Europe bankruptcies to surpass 1990s: Blackstone
By William Kemble-Diaz
LONDON (Reuters) - The number of European companies going bust in the next few years will surpass anything seen in the early 1990s because firms bloated by debt have minimal room to put their finances in order, Simon Davies of Blackstone Group (BX.N) said on Friday.
Davies, a vice president in the U.S. private equity firm's European corporate advisory unit, told the Reuters Restructuring Summit that more firms would be forced into bankruptcy than in previous downturns due to the unprecedented speed with which their financial health could worsen as liquidity shriveled.
"We have increasing pressure on our time," Davies said. "The credit expansion phase was so large and so long that it has created a much more difficult restructuring arena."
Davies said covenants had been stripped to the bone as lenders scrambled to provide funding when the going was good, leading to a credit boom and to a subsequent bust whose fallout would be hard to manage.
The credit default and insolvency process is increasingly packaged as one event rather than as separate chapters in a progressively worsening credit story, he said.

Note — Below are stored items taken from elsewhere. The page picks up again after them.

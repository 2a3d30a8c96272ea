//! Integration tests for Settings loading with layered precedence.
//!
//! These tests pass explicit global paths inside temp directories, so the
//! user's real configuration never takes part.

use std::fs;

use tempfile::TempDir;

use famtree::application::ApplicationError;
use famtree::config::{local_config_path, Settings};
use famtree::domain::DivisionStrategy;

#[test]
fn given_local_config_when_load_then_overrides_defaults() {
    // Arrange
    let script_dir = TempDir::new().unwrap();
    fs::write(
        local_config_path(script_dir.path()),
        "precision = 1\ndivision = \"maximum\"\n",
    )
    .unwrap();

    // Act
    let settings = Settings::load_layers(None, Some(script_dir.path())).expect("load settings");

    // Assert
    assert_eq!(settings.precision, 1);
    assert_eq!(settings.division, DivisionStrategy::Maximum);
}

#[test]
fn given_global_and_local_config_when_load_then_local_wins_per_field() {
    // Arrange: global sets both fields, local only precision
    let global_dir = TempDir::new().unwrap();
    let global_path = global_dir.path().join("famtree.toml");
    fs::write(&global_path, "precision = 6\ndivision = \"maximum\"\n").unwrap();

    let script_dir = TempDir::new().unwrap();
    fs::write(local_config_path(script_dir.path()), "precision = 2\n").unwrap();

    // Act
    let settings = Settings::load_layers(Some(&global_path), Some(script_dir.path()))
        .expect("load settings");

    // Assert
    assert_eq!(settings.precision, 2, "local precision should win");
    assert_eq!(
        settings.division,
        DivisionStrategy::Maximum,
        "global division should survive"
    );
}

#[test]
fn given_missing_files_when_load_then_uses_defaults() {
    let empty_dir = TempDir::new().unwrap();
    let absent_global = empty_dir.path().join("nope.toml");

    let settings =
        Settings::load_layers(Some(&absent_global), Some(empty_dir.path())).expect("load settings");

    assert_eq!(settings, Settings::default());
}

#[test]
fn given_malformed_local_config_when_load_then_fails_with_path() {
    let script_dir = TempDir::new().unwrap();
    let path = local_config_path(script_dir.path());
    fs::write(&path, "precision = \"three\"\n").unwrap();

    let err = Settings::load_layers(None, Some(script_dir.path())).unwrap_err();

    match err {
        ApplicationError::Config { message } => {
            assert!(message.contains(".famtree.toml"), "{}", message);
        }
        other => panic!("expected config error, got {:?}", other),
    }
}

#[test]
fn given_unknown_strategy_in_config_when_load_then_fails() {
    let script_dir = TempDir::new().unwrap();
    fs::write(local_config_path(script_dir.path()), "division = \"best\"\n").unwrap();

    let result = Settings::load_layers(None, Some(script_dir.path()));

    assert!(matches!(result, Err(ApplicationError::Config { .. })));
}

#[test]
fn given_excessive_precision_in_config_when_load_then_fails_validation() {
    let script_dir = TempDir::new().unwrap();
    fs::write(local_config_path(script_dir.path()), "precision = 40\n").unwrap();

    let err = Settings::load_layers(None, Some(script_dir.path())).unwrap_err();

    assert!(err.to_string().contains("exceeds maximum"), "{}", err);
}

#[test]
fn given_template_written_as_local_config_when_load_then_yields_defaults() {
    let script_dir = TempDir::new().unwrap();
    fs::write(local_config_path(script_dir.path()), Settings::template()).unwrap();

    let settings = Settings::load_layers(None, Some(script_dir.path())).expect("load settings");

    assert_eq!(settings, Settings::default());
}
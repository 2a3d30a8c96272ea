//! Structural change notifications emitted by the tree engine.

use std::fmt;

/// One structural change, rendered as a single change-log line.
#[derive(Debug, Clone, PartialEq, Eq)]
pub enum ChangeEvent {
    /// An insertion passed through `parent` on its way down.
    Welcomed { parent: String, newcomer: String },
    /// A member was removed; `replacement` took its place (None for a leaf).
    Departed {
        departed: String,
        replacement: Option<String>,
    },
}

impl ChangeEvent {
    pub fn welcomed(parent: &str, newcomer: &str) -> Self {
        Self::Welcomed {
            parent: parent.to_string(),
            newcomer: newcomer.to_string(),
        }
    }

    pub fn departed(departed: &str, replacement: Option<&str>) -> Self {
        Self::Departed {
            departed: departed.to_string(),
            replacement: replacement.map(str::to_string),
        }
    }
}

impl fmt::Display for ChangeEvent {
    fn fmt(&self, f: &mut fmt::Formatter<'_>) -> fmt::Result {
        match self {
            ChangeEvent::Welcomed { parent, newcomer } => {
                write!(f, "{} welcomed {}", parent, newcomer)
            }
            ChangeEvent::Departed {
                departed,
                replacement,
            } => write!(
                f,
                "{} left the family, replaced by {}",
                departed,
                replacement.as_deref().unwrap_or("nobody")
            ),
        }
    }
}

/// Append-only sink for change events, fed in emission order.
pub trait ChangeLog {
    fn record(&mut self, event: ChangeEvent);
}

impl ChangeLog for Vec<ChangeEvent> {
    fn record(&mut self, event: ChangeEvent) {
        self.push(event);
    }
}

/// Change log that drops every event.
#[derive(Debug, Default, Clone, Copy)]
pub struct Discard;

impl ChangeLog for Discard {
    fn record(&mut self, _event: ChangeEvent) {}
}

#[cfg(test)]
mod tests {
    use super::*;

    #[test]
    fn given_welcome_when_displayed_then_names_parent_first() {
        let event = ChangeEvent::welcomed("Vito", "Michael");
        assert_eq!(event.to_string(), "Vito welcomed Michael");
    }

    #[test]
    fn given_departure_without_replacement_when_displayed_then_says_nobody() {
        let event = ChangeEvent::departed("Sonny", None);
        assert_eq!(event.to_string(), "Sonny left the family, replaced by nobody");
    }

    #[test]
    fn given_departure_with_replacement_when_displayed_then_names_heir() {
        let event = ChangeEvent::departed("Vito", Some("Michael"));
        assert_eq!(
            event.to_string(),
            "Vito left the family, replaced by Michael"
        );
    }

    #[test]
    fn given_discard_when_recording_then_nothing_is_kept() {
        let mut log = Discard;
        log.record(ChangeEvent::welcomed("a", "b"));

        let mut kept: Vec<ChangeEvent> = Vec::new();
        kept.record(ChangeEvent::welcomed("a", "b"));
        assert_eq!(kept.len(), 1);
    }
}
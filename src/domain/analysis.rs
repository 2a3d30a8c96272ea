//! Depth, root path, rank and common-ancestor queries.
//!
//! Rank is tree depth: the number of edges between the root and a member,
//! re-walked from the root on every query instead of being cached.

use std::cmp::Ordering;

use generational_arena::Index;
use tracing::instrument;

use crate::domain::arena::{FamilyTree, Member};

impl FamilyTree {
    /// Number of edges walked from the root until `score` is met.
    ///
    /// For an absent score this is the depth at which the search fell off
    /// the tree.
    #[instrument(level = "trace", skip(self))]
    pub fn depth(&self, score: f64) -> usize {
        let mut edges = 0;
        let mut current = self.root();
        while let Some(node) = current.and_then(|idx| self.get(idx)) {
            current = match score.partial_cmp(&node.member.score) {
                Some(Ordering::Greater) => node.right,
                Some(Ordering::Less) => node.left,
                _ => return edges,
            };
            edges += 1;
        }
        edges
    }

    /// Every node visited while searching for `score`, root first.
    ///
    /// Ends with the member itself when present, otherwise with the last
    /// node before the search fell off the tree.
    #[instrument(level = "trace", skip(self))]
    pub fn root_path(&self, score: f64) -> Vec<Index> {
        let mut path = Vec::new();
        let mut current = self.root();
        while let Some(idx) = current {
            let Some(node) = self.get(idx) else {
                break;
            };
            path.push(idx);
            current = match score.partial_cmp(&node.member.score) {
                Some(Ordering::Greater) => node.right,
                Some(Ordering::Less) => node.left,
                _ => break,
            };
        }
        path
    }

    /// Members whose depth equals `target`, left to right.
    #[instrument(level = "debug", skip(self))]
    pub fn enumerate_at_depth(&self, target: usize) -> Vec<&Member> {
        let mut found = Vec::new();
        self.collect_at_depth(self.root(), target, &mut found);
        found
    }

    fn collect_at_depth<'a>(&'a self, node: Option<Index>, target: usize, found: &mut Vec<&'a Member>) {
        let Some(node) = node.and_then(|idx| self.get(idx)) else {
            return;
        };
        match self.depth(node.member.score).cmp(&target) {
            // Depth only grows below this point
            Ordering::Greater => {}
            Ordering::Equal => found.push(&node.member),
            Ordering::Less => {
                self.collect_at_depth(node.left, target, found);
                self.collect_at_depth(node.right, target, found);
            }
        }
    }

    /// Members sharing the rank of `score`.
    pub fn rank_peers(&self, score: f64) -> Vec<&Member> {
        self.enumerate_at_depth(self.depth(score))
    }

    /// Deepest node on both root paths.
    ///
    /// Falls back to the root when either path is empty; None only for an
    /// empty tree.
    #[instrument(level = "debug", skip(self))]
    pub fn nearest_common_ancestor(&self, first: f64, second: f64) -> Option<Index> {
        let first = self.root_path(first);
        let second = self.root_path(second);
        if first.is_empty() || second.is_empty() {
            return self.root();
        }

        first
            .iter()
            .zip(&second)
            .take_while(|(a, b)| a == b)
            .last()
            .map(|(a, _)| *a)
            .or(self.root())
    }
}
//! Terminal output formatting with colors
//!
//! Respects NO_COLOR, CLICOLOR, CLICOLOR_FORCE automatically.

use colored::Colorize;

/// Print error (red bold "error:" prefix) to stderr
pub fn error(msg: &(impl std::fmt::Display + ?Sized)) {
    eprintln!("{}: {}", "error".red().bold(), msg);
}

/// Print warning (yellow "Warning:" prefix) to stderr
pub fn warning(msg: &(impl std::fmt::Display + ?Sized)) {
    eprintln!("{}: {}", "Warning".yellow(), msg);
}

/// Print success status (green checkmark)
pub fn success(msg: &(impl std::fmt::Display + ?Sized)) {
    println!("{} {}", "✓".green(), msg);
}

/// Print completed action (green label)
pub fn action(label: &str, msg: &(impl std::fmt::Display + ?Sized)) {
    println!("{}: {}", label.green(), msg);
}

/// Print section header (cyan bold)
pub fn header(msg: &(impl std::fmt::Display + ?Sized)) {
    println!("{}", msg.to_string().cyan().bold());
}

/// Print indented detail (no color)
pub fn detail(msg: &(impl std::fmt::Display + ?Sized)) {
    println!("  {}", msg);
}

/// Print plain output (no color, for data)
pub fn info(msg: &(impl std::fmt::Display + ?Sized)) {
    println!("{}", msg);
}
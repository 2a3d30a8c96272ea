use std::fs::{self, File};
use std::io::{self, BufWriter, Write};
use std::path::Path;

use clap::CommandFactory;
use clap_complete::generate;
use tracing::{debug, instrument};

use crate::application::{parse_script, ApplicationError, IntelligenceService, IoResultExt, Script};
use crate::cli::args::{Cli, Commands, ConfigCommands};
use crate::cli::error::{CliError, CliResult};
use crate::cli::output;
use crate::config::{self, Settings, MAX_PRECISION};
use crate::tree_traits::TreeDisplay;

pub fn execute_command(cli: &Cli) -> CliResult<()> {
    match &cli.command {
        Some(Commands::Run { input, output }) => _run(cli, input, output.as_deref()),
        Some(Commands::Check { input }) => _check(input),
        Some(Commands::Tree { input }) => _tree(cli, input),
        Some(Commands::Members { input }) => _members(cli, input),
        Some(Commands::Config { command }) => _config(cli, command),
        Some(Commands::Completion { shell }) => {
            let mut cmd = Cli::command();
            generate(*shell, &mut cmd, "famtree", &mut io::stdout());
            Ok(())
        }
        None => Err(CliError::Usage(
            "no command given, see `famtree --help`".to_string(),
        )),
    }
}

/// Layered settings with command line flags applied last.
fn resolve_settings(cli: &Cli, local_dir: Option<&Path>) -> CliResult<Settings> {
    let mut settings = Settings::load(local_dir)?;
    if let Some(precision) = cli.precision {
        if precision > MAX_PRECISION {
            return Err(CliError::InvalidArgs(format!(
                "--precision {} exceeds maximum of {}",
                precision, MAX_PRECISION
            )));
        }
        settings.precision = precision;
    }
    if let Some(division) = cli.division {
        settings.division = division.into();
    }
    debug!(?settings, "effective settings");
    Ok(settings)
}

fn load_script(input: &Path) -> CliResult<Script> {
    let content = fs::read_to_string(input).map_err(|source| CliError::Input {
        path: input.to_path_buf(),
        source,
    })?;
    Ok(parse_script(&content)?)
}

/// Runs the script with all output discarded and verifies the final tree.
fn run_silently(cli: &Cli, input: &Path) -> CliResult<IntelligenceService> {
    let settings = resolve_settings(cli, input.parent())?;
    let script = load_script(input)?;
    let mut service = IntelligenceService::new(settings);
    service.run_script(&script, &mut io::sink())?;
    service
        .tree()
        .check_invariants()
        .map_err(ApplicationError::from)?;
    Ok(service)
}

#[instrument(skip(cli))]
fn _run(cli: &Cli, input: &Path, output_path: Option<&Path>) -> CliResult<()> {
    let settings = resolve_settings(cli, input.parent())?;
    let script = load_script(input)?;
    let mut service = IntelligenceService::new(settings);

    match output_path {
        Some(path) => {
            let file = File::create(path).map_err(|source| CliError::Output {
                path: path.to_path_buf(),
                source,
            })?;
            let mut writer = BufWriter::new(file);
            let count = service.run_script(&script, &mut writer)?;
            writer.flush().with_path_context("flush output", path)?;
            output::success(&format!(
                "{} commands processed, results in {}",
                count,
                path.display()
            ));
        }
        None => {
            let stdout = io::stdout();
            let mut handle = stdout.lock();
            service.run_script(&script, &mut handle)?;
        }
    }
    Ok(())
}

#[instrument]
fn _check(input: &Path) -> CliResult<()> {
    let script = load_script(input)?;
    if script.is_empty() {
        output::warning(&format!("{} contains no commands", input.display()));
        return Ok(());
    }
    let founder = script
        .founder
        .as_ref()
        .map(|m| format!(", founder {}", m))
        .unwrap_or_default();
    output::success(&format!(
        "{}: {} commands{}",
        input.display(),
        script.command_count(),
        founder
    ));
    Ok(())
}

#[instrument(skip(cli))]
fn _tree(cli: &Cli, input: &Path) -> CliResult<()> {
    let service = run_silently(cli, input)?;
    output::info(&service.tree().to_tree_string());
    Ok(())
}

#[instrument(skip(cli))]
fn _members(cli: &Cli, input: &Path) -> CliResult<()> {
    let service = run_silently(cli, input)?;
    let tree = service.tree();
    let precision = service.settings().precision;

    output::header(&format!("Members ({})", tree.len()));
    for (_, node) in tree.iter_inorder() {
        let member = &node.member;
        output::detail(&format!(
            "rank {:>2}  {} {:.*}",
            tree.depth(member.score),
            member.label,
            precision,
            member.score
        ));
    }
    Ok(())
}

#[instrument(skip(cli))]
fn _config(cli: &Cli, command: &ConfigCommands) -> CliResult<()> {
    match command {
        ConfigCommands::Show => {
            let settings = resolve_settings(cli, Some(Path::new(".")))?;
            output::info(&settings.to_toml()?);
        }
        ConfigCommands::Template => output::info(&Settings::template()),
        ConfigCommands::Path => {
            match config::global_config_path() {
                Some(path) => output::action("global", &path.display()),
                None => output::warning("no global config directory on this platform"),
            }
            output::action(
                "local",
                &config::local_config_path(Path::new(".")).display(),
            );
        }
    }
    Ok(())
}
//! CLI argument definitions using clap

use std::path::PathBuf;

use clap::{Parser, Subcommand, ValueEnum, ValueHint};

use crate::domain::DivisionStrategy;

/// Family tree intelligence: an AVL-balanced member tree with rank, ancestry and division analysis
#[derive(Parser, Debug)]
#[command(name = "famtree")]
#[command(author, version, about, long_about = None)]
#[command(propagate_version = true)]
pub struct Cli {
    /// Increase log verbosity (-d info, -dd debug, -ddd trace)
    #[arg(short, long, action = clap::ArgAction::Count, global = true)]
    pub debug: u8,

    /// Independent-set strategy for INTEL_DIVIDE (overrides config)
    #[arg(long, value_enum, global = true)]
    pub division: Option<DivisionArg>,

    /// Decimal places for scores in analysis results (overrides config)
    #[arg(long, global = true)]
    pub precision: Option<usize>,

    #[command(subcommand)]
    pub command: Option<Commands>,
}

#[derive(Subcommand, Debug)]
pub enum Commands {
    /// Run a command script and write the change log and results
    Run {
        /// Command script
        #[arg(value_hint = ValueHint::FilePath)]
        input: PathBuf,
        /// Output file (default: stdout)
        #[arg(value_hint = ValueHint::FilePath)]
        output: Option<PathBuf>,
    },

    /// Parse a command script without running it
    Check {
        /// Command script
        #[arg(value_hint = ValueHint::FilePath)]
        input: PathBuf,
    },

    /// Run a script silently and show the final tree
    Tree {
        /// Command script
        #[arg(value_hint = ValueHint::FilePath)]
        input: PathBuf,
    },

    /// Run a script silently and list members by ascending score
    Members {
        /// Command script
        #[arg(value_hint = ValueHint::FilePath)]
        input: PathBuf,
    },

    /// Manage settings
    Config {
        #[command(subcommand)]
        command: ConfigCommands,
    },

    /// Generate shell completions
    Completion {
        /// Shell type
        #[arg(value_enum)]
        shell: clap_complete::Shell,
    },
}

#[derive(Subcommand, Debug)]
pub enum ConfigCommands {
    /// Show effective settings
    Show,
    /// Print a commented template
    Template,
    /// Show config file locations
    Path,
}

/// Division strategy as accepted on the command line.
#[derive(ValueEnum, Clone, Copy, Debug, PartialEq, Eq)]
pub enum DivisionArg {
    Greedy,
    Maximum,
}

impl From<DivisionArg> for DivisionStrategy {
    fn from(arg: DivisionArg) -> Self {
        match arg {
            DivisionArg::Greedy => DivisionStrategy::Greedy,
            DivisionArg::Maximum => DivisionStrategy::Maximum,
        }
    }
}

As a result, restructuring in Europe will begin to chime more with the experience in the United States, where bankruptcy rates were historically higher because companies in distress often filed for bankruptcy to protect themselves from creditors and to buy time, Davies said.
Historically, in the United States, about 75 percent of all debt defaults have related to bankruptcies, but in Europe the figure is more like 50 percent, according to Kenneth Emery, director of corporate default research at Moody's.
The gap is largely due to differences in bankruptcy regimes as liquidation is a more likely outcome of bankruptcy in Europe than in the United States, Emery said. He stressed U.S. companies filing for Chapter 11 have greater room for maneuver to work on a solution, such as a debt restructuring.
European bankruptcy legislation is more varied and untested and could be less debtor-friendly than in the United States.
There was also a greater desire among European banks, companies, and policymakers "not to let things default at this stage," Davies said.
Such efforts were only likely to ensure European bankruptcies peaked later than in the United States, he said.
The scale of the credit crunch and the shrinking wiggle room meant bankruptcy would increasingly become an option for European firms caught out by the liquidity crisis and in need of restructuring, he said.
"It is probably going to increase the amount of precedents we set around the use of bankruptcy procedures to effect restructuring in as value-enhancing a way as we can," he said.
"And it is also is going to mean far more bankruptcies generally."